## TASK STATEMENT
In the records below, pick out all lines containing the word "http".

## ENTRIES SUPPLIED
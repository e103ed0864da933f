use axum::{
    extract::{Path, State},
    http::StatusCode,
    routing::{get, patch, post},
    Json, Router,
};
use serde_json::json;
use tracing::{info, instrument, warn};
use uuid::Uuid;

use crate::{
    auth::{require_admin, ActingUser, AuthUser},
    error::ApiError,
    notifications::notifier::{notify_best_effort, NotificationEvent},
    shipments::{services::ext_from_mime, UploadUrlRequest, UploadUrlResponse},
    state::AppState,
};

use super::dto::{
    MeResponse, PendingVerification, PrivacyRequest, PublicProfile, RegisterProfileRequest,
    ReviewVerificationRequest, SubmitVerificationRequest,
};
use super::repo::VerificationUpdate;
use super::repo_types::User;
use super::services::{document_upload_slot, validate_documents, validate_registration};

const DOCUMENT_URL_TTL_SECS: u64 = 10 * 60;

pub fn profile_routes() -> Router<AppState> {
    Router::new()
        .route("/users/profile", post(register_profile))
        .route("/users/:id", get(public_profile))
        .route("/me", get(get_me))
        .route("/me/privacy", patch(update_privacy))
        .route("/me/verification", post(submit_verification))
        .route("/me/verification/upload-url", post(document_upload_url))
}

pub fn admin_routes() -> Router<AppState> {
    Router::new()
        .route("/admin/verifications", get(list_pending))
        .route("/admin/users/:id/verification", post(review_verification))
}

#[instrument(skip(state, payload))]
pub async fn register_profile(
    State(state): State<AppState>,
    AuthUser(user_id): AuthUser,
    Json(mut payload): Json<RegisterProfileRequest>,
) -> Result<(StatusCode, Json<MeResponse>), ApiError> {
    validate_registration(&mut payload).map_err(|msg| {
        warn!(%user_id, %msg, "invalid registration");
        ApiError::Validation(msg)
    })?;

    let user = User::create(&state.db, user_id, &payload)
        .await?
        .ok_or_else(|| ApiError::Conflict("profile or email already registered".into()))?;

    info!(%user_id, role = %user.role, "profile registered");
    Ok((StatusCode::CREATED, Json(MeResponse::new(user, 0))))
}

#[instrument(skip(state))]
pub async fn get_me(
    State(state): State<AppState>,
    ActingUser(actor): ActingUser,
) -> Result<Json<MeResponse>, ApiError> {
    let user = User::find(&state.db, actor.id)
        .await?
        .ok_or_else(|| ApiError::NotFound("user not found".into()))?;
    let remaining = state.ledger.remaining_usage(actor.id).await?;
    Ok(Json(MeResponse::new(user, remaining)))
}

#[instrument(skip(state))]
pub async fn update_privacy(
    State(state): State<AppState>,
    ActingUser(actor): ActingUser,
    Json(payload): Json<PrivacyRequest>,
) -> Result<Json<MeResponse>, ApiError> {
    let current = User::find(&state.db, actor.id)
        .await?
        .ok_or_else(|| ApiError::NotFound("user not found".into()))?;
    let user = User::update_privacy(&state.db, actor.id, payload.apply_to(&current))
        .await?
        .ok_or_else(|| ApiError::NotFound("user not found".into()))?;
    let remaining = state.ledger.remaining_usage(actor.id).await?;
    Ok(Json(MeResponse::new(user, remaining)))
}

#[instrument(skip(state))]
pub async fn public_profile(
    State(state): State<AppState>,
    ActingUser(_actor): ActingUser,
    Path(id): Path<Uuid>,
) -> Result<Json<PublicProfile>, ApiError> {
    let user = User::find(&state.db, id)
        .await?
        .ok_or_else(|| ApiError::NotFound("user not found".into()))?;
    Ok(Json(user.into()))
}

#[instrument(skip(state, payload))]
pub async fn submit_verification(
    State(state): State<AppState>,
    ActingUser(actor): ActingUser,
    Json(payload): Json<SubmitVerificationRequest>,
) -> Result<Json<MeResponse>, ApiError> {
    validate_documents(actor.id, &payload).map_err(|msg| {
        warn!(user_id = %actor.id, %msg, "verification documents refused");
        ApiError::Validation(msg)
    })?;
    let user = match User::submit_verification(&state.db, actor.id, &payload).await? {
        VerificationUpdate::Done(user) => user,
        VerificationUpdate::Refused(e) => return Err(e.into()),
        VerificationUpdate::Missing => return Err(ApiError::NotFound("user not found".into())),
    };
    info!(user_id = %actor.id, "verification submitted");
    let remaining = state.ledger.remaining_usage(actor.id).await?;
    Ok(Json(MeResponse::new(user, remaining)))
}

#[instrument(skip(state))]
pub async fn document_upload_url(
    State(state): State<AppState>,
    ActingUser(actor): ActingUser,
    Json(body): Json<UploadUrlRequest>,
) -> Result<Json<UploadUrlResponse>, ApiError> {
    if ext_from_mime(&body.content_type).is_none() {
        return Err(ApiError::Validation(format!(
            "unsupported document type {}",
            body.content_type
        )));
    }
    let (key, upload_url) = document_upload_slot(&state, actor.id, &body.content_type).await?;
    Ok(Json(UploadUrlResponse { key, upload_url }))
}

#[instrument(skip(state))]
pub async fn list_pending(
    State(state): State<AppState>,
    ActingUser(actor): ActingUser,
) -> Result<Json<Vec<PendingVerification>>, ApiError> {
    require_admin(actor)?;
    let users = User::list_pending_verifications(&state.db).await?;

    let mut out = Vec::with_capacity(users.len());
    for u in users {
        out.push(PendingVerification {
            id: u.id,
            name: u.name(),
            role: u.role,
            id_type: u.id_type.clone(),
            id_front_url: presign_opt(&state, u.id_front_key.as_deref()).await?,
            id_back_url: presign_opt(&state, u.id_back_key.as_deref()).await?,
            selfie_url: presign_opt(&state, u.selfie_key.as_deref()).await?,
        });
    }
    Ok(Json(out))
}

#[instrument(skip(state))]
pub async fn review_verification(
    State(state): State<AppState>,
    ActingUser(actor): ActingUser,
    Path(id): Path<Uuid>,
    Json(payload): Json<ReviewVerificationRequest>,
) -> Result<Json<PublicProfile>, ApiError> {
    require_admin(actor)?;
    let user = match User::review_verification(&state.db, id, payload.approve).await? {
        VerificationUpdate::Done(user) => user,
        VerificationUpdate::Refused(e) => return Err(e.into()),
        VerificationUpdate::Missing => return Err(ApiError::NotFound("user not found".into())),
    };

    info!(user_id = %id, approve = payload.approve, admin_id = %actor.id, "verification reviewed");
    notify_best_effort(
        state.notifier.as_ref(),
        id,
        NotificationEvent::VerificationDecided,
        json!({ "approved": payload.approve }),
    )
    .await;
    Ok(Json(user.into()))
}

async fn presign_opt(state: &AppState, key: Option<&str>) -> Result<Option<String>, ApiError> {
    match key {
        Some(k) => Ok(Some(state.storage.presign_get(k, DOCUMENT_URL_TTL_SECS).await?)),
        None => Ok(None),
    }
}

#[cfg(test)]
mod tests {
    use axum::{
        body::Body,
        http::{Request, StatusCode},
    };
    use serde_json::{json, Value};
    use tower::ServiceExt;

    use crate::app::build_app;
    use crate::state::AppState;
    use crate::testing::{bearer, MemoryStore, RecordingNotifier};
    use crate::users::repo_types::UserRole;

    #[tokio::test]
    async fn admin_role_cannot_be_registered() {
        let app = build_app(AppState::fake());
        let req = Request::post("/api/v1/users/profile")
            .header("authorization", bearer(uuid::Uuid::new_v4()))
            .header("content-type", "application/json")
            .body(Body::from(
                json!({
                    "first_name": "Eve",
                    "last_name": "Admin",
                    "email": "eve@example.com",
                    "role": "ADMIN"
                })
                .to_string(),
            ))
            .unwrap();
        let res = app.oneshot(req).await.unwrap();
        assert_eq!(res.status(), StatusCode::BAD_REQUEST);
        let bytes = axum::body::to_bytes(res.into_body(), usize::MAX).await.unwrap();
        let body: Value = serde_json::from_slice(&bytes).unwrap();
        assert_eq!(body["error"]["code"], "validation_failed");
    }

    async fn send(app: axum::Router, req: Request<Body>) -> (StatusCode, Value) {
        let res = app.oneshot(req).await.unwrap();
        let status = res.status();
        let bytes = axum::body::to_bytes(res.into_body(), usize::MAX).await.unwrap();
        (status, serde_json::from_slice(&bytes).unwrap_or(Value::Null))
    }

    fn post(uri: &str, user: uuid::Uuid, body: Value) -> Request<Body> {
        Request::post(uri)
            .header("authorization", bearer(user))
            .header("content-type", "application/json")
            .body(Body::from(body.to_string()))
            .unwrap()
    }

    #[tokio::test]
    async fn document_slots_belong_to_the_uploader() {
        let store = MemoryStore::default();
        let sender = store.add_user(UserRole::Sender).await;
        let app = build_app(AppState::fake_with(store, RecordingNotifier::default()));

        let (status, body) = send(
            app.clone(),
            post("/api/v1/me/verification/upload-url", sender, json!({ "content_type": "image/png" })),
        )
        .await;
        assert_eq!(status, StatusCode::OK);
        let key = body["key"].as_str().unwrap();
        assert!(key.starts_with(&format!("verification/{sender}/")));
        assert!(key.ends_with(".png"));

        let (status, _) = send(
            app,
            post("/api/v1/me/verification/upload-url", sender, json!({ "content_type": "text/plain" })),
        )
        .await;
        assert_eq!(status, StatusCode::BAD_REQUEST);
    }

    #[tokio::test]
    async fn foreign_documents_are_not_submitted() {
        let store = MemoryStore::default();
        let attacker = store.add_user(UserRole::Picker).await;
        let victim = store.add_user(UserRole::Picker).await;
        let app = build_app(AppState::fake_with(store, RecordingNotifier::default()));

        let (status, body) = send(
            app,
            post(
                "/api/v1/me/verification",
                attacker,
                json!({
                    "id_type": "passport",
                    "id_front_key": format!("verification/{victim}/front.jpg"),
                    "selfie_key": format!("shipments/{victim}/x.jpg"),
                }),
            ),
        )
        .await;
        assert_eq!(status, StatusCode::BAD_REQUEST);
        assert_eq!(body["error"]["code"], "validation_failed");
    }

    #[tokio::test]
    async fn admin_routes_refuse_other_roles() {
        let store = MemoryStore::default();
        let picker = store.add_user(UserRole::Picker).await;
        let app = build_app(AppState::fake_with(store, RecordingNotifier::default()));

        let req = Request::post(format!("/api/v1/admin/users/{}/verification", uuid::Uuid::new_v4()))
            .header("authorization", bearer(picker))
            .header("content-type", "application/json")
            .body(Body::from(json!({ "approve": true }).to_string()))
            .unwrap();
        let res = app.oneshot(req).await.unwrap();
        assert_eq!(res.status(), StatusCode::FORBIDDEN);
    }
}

## RESPONSE
    http::StatusCode,
        http::{Request, StatusCode},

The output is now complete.